Task instructions: An exact transcript of all the records is required, with nothing left out.

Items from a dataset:

%%

//! Inline suppression of issues via YAML comments.
//!
//! Supports suppression comments like:
//! - `# yamlcheck:ignore <rule> - <reason>`
//! - `# yamlcheck:ignore-next-line <rule> - <reason>`
//! - `# yamlcheck:ignore-file <rule> - <reason>`
//!
//! `<rule>` may be `*` to match every rule. Syntax errors cannot be suppressed.

use regex::Regex;
use serde::{Deserialize, Serialize};

use crate::issue::Issue;

/// How a suppression applies.
#[derive(Debug, Clone, Copy, PartialEq, Eq, Serialize, Deserialize)]
#[serde(rename_all = "lowercase")]
pub enum SuppressionType {
    /// Applies to the same line
    Line,
    /// Applies to the next line
    NextLine,
    /// Applies to the entire file
    File,
}

/// An inline suppression directive.
#[derive(Debug, Clone, PartialEq, Eq, Serialize, Deserialize)]
pub struct Suppression {
    /// Rule to suppress (e.g., "trailing-spaces") or "*" for all
    pub rule: String,
    /// Human-readable reason
    pub reason: String,
    /// Line number (0 for file-level)
    pub line: usize,
    /// How the suppression applies
    pub suppression_type: SuppressionType,
}

/// An issue that was suppressed.
#[derive(Debug, Clone, Serialize, Deserialize)]
pub struct SuppressedIssue {
    pub issue: Issue,
    pub suppression: Suppression,
}

lazy_static::lazy_static! {
    static ref SUPPRESSION_PATTERN: Regex =
        Regex::new(r"#\s*yamlcheck:(ignore(?:-file|-next-line)?)\s+(\S+)\s*(?:-\s*(.*))?").unwrap();
}

/// Parse suppression directives from file content.
pub fn parse_suppressions(content: &str) -> Vec<Suppression> {
    let mut suppressions = Vec::new();
    let mut in_header = true;

    for (line_num, line) in content.lines().enumerate() {
        let line_number = line_num + 1;
        let trimmed = line.trim();

        if in_header && !(trimmed.is_empty() || trimmed.starts_with('#')) {
            in_header = false;
        }

        let Some(caps) = SUPPRESSION_PATTERN.captures(line) else {
            continue;
        };
        let directive = caps.get(1).map(|m| m.as_str()).unwrap_or("");
        let rule = caps.get(2).map(|m| m.as_str()).unwrap_or("");
        let reason = caps
            .get(3)
            .map(|m| m.as_str().trim().to_string())
            .unwrap_or_default();

        let suppression_type = match directive {
            // File-level suppressions must be in the leading comment block
            "ignore-file" if in_header => SuppressionType::File,
            "ignore-file" => continue,
            "ignore-next-line" => SuppressionType::NextLine,
            "ignore" => {
                let directive_start = caps.get(0).map(|m| m.start()).unwrap_or(0);
                if line[..directive_start].trim().is_empty() {
                    SuppressionType::NextLine
                } else {
                    SuppressionType::Line
                }
            }
            _ => continue,
        };

        suppressions.push(Suppression {
            rule: rule.to_string(),
            reason,
            line: if suppression_type == SuppressionType::File {
                0
            } else {
                line_number
            },
            suppression_type,
        });
    }

    suppressions
}

/// Check if an issue matches a suppression.
pub fn matches_suppression(issue: &Issue, suppression: &Suppression) -> bool {
    if issue.is_syntax_error() {
        return false;
    }

    if suppression.rule != "*" && issue.rule_key() != Some(suppression.rule.as_str()) {
        return false;
    }

    match suppression.suppression_type {
        SuppressionType::File => true,
        SuppressionType::Line => issue.location.line == suppression.line,
        SuppressionType::NextLine => issue.location.line == suppression.line + 1,
    }
}

/// Separate issues into active and suppressed, keeping their order.
pub fn filter_suppressed(
    issues: Vec<Issue>,
    suppressions: &[Suppression],
) -> (Vec<Issue>, Vec<SuppressedIssue>) {
    let mut active = Vec::new();
    let mut suppressed = Vec::new();

    for issue in issues {
        match suppressions.iter().find(|s| matches_suppression(&issue, s)) {
            Some(suppression) => suppressed.push(SuppressedIssue {
                issue,
                suppression: suppression.clone(),
            }),
            None => active.push(issue),
        }
    }

    (active, suppressed)
}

%%

Response below:
//! Inline suppression of issues via YAML comments.
//!
//! Supports suppression comments like:
//! - `# yamlcheck:ignore <rule> - <reason>`
//! - `# yamlcheck:ignore-next-line <rule> - <reason>`
//! - `# yamlcheck:ignore-file <rule> - <reason>`
//!
//! `<rule>` may be `*` to match every rule. Syntax errors cannot be suppressed.

use regex::Regex;
use serde::{Deserialize, Serialize};

use crate::issue::Issue;

/// How a suppression applies.
#[derive(Debug, Clone, Copy, PartialEq, Eq, Serialize, Deserialize)]
#[serde(rename_all = "lowercase")]
pub enum SuppressionType {
    /// Applies to the same line
    Line,
    /// Applies to the next line
    NextLine,
    /// Applies to the entire file
    File,
}

/// An inline suppression directive.
#[derive(Debug, Clone, PartialEq, Eq, Serialize, Deserialize)]
pub struct Suppression {
    /// Rule to suppress (e.g., "trailing-spaces") or "*" for all
    pub rule: String,
    /// Human-readable reason
    pub reason: String,
    /// Line number (0 for file-level)
    pub line: usize,
    /// How the suppression applies
    pub suppression_type: SuppressionType,
}

/// An issue that was suppressed.
#[derive(Debug, Clone, Serialize, Deserialize)]
pub struct SuppressedIssue {
    pub issue: Issue,
    pub suppression: Suppression,
}

lazy_static::lazy_static! {
    static ref SUPPRESSION_PATTERN: Regex =
        Regex::new(r"#\s*yamlcheck:(ignore(?:-file|-next-line)?)\s+(\S+)\s*(?:-\s*(.*))?").unwrap();
}

/// Parse suppression directives from file content.
pub fn parse_suppressions(content: &str) -> Vec<Suppression> {
    let mut suppressions = Vec::new();
    let mut in_header = true;

    for (line_num, line) in content.lines().enumerate() {
        let line_number = line_num + 1;
        let trimmed = line.trim();

        if in_header && !(trimmed.is_empty() || trimmed.starts_with('#')) {
            in_header = false;
        }

        let Some(caps) = SUPPRESSION_PATTERN.captures(line) else {
            continue;
        };
        let directive = caps.get(1).map(|m| m.as_str()).unwrap_or("");
        let rule = caps.get(2).map(|m| m.as_str()).unwrap_or("");
        let reason = caps
            .get(3)
            .map(|m| m.as_str().trim().to_string())
            .unwrap_or_default();

        let suppression_type = match directive {
            // File-level suppressions must be in the leading comment block
            "ignore-file" if in_header => SuppressionType::File,
            "ignore-file" => continue,
            "ignore-next-line" => SuppressionType::NextLine,
            "ignore" => {
                let directive_start = caps.get(0).map(|m| m.start()).unwrap_or(0);
                if line[..directive_start].trim().is_empty() {
                    SuppressionType::NextLine
                } else {
                    SuppressionType::Line
                }
            }
            _ => continue,
        };

        suppressions.push(Suppression {
            rule: rule.to_string(),
            reason,
            line: if suppression_type == SuppressionType::File {
                0
            } else {
                line_number
            },
            suppression_type,
        });
    }

    suppressions
}

/// Check if an issue matches a suppression.
pub fn matches_suppression(issue: &Issue, suppression: &Suppression) -> bool {
    if issue.is_syntax_error() {
        return false;
    }

    if suppression.rule != "*" && issue.rule_key() != Some(suppression.rule.as_str()) {
        return false;
    }

    match suppression.suppression_type {
        SuppressionType::File => true,
        SuppressionType::Line => issue.location.line == suppression.line,
        SuppressionType::NextLine => issue.location.line == suppression.line + 1,
    }
}

/// Separate issues into active and suppressed, keeping their order.
pub fn filter_suppressed(
    issues: Vec<Issue>,
    suppressions: &[Suppression],
) -> (Vec<Issue>, Vec<SuppressedIssue>) {
    let mut active = Vec::new();
    let mut suppressed = Vec::new();

    for issue in issues {
        match suppressions.iter().find(|s| matches_suppression(&issue, s)) {
            Some(suppression) => suppressed.push(SuppressedIssue {
                issue,
                suppression: suppression.clone(),
            }),
            None => active.push(issue),
        }
    }

    (active, suppressed)
}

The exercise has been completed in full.